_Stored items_
——
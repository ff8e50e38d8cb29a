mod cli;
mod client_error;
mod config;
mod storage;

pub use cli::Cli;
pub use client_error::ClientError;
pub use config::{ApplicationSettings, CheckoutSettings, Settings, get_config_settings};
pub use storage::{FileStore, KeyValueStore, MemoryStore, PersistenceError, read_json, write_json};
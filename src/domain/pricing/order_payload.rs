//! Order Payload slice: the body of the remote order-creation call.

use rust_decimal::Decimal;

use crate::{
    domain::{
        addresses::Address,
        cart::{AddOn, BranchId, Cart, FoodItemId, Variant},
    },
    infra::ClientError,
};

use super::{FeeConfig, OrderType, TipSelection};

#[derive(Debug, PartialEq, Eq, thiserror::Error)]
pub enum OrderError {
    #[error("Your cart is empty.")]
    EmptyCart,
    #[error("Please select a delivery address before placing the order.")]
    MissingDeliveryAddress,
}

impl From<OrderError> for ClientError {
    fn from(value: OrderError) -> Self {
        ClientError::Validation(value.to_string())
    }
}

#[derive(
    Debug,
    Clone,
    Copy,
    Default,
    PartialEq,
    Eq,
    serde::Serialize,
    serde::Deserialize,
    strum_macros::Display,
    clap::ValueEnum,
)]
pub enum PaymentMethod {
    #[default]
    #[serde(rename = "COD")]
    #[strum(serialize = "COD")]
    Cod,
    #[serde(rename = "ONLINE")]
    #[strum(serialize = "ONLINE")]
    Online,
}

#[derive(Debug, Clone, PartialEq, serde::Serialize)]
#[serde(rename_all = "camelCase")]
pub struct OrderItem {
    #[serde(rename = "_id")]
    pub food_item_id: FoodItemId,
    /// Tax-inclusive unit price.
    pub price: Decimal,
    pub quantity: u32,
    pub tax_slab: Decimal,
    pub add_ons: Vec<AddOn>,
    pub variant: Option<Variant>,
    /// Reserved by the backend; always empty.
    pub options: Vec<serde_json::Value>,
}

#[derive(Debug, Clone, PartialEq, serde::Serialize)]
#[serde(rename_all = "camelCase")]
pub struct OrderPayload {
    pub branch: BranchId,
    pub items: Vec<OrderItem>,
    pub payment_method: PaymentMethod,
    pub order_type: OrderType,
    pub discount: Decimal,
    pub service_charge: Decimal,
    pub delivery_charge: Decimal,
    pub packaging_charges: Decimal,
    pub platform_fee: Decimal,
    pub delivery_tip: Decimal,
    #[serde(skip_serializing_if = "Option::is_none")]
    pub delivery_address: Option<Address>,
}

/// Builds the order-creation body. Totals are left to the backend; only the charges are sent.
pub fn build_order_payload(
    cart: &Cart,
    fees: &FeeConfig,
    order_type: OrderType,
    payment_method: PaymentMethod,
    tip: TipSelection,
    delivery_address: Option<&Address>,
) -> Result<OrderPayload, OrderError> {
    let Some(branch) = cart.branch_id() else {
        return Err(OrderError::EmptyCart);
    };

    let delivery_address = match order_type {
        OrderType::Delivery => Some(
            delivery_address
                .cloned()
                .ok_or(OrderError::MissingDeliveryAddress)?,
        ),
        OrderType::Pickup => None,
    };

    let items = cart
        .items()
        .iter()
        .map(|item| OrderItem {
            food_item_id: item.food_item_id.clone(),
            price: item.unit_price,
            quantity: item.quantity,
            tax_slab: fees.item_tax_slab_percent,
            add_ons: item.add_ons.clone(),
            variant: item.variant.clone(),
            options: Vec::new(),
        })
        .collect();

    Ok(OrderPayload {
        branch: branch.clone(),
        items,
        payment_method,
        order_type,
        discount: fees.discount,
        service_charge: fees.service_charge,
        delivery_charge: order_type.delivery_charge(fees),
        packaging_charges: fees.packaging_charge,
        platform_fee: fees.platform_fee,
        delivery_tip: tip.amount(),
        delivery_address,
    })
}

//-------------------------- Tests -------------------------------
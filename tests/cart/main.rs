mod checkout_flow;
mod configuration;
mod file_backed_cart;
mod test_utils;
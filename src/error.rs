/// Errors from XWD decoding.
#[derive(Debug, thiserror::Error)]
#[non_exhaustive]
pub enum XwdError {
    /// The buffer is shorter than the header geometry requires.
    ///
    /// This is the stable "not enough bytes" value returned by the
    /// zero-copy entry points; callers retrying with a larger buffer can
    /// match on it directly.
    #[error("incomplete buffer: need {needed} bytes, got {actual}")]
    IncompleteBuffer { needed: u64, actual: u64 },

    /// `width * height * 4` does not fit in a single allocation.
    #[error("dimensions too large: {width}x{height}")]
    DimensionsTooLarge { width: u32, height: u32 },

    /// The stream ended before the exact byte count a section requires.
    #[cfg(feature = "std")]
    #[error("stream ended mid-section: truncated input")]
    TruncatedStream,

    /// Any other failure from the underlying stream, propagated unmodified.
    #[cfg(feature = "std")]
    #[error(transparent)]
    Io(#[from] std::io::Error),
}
——
_DESCRIPTION OF THE TASK_
Repeat exactly the lines of the records from the one containing "u32, height: u32" to the last, and include no line outside that stretch.

_TASK OUTPUT_
    DimensionsTooLarge { width: u32, height: u32 },

    /// The stream ended before the exact byte count a section requires.
    #[cfg(feature = "std")]
    #[error("stream ended mid-section: truncated input")]
    TruncatedStream,

    /// Any other failure from the underlying stream, propagated unmodified.
    #[cfg(feature = "std")]
    #[error(transparent)]
    Io(#[from] std::io::Error),
}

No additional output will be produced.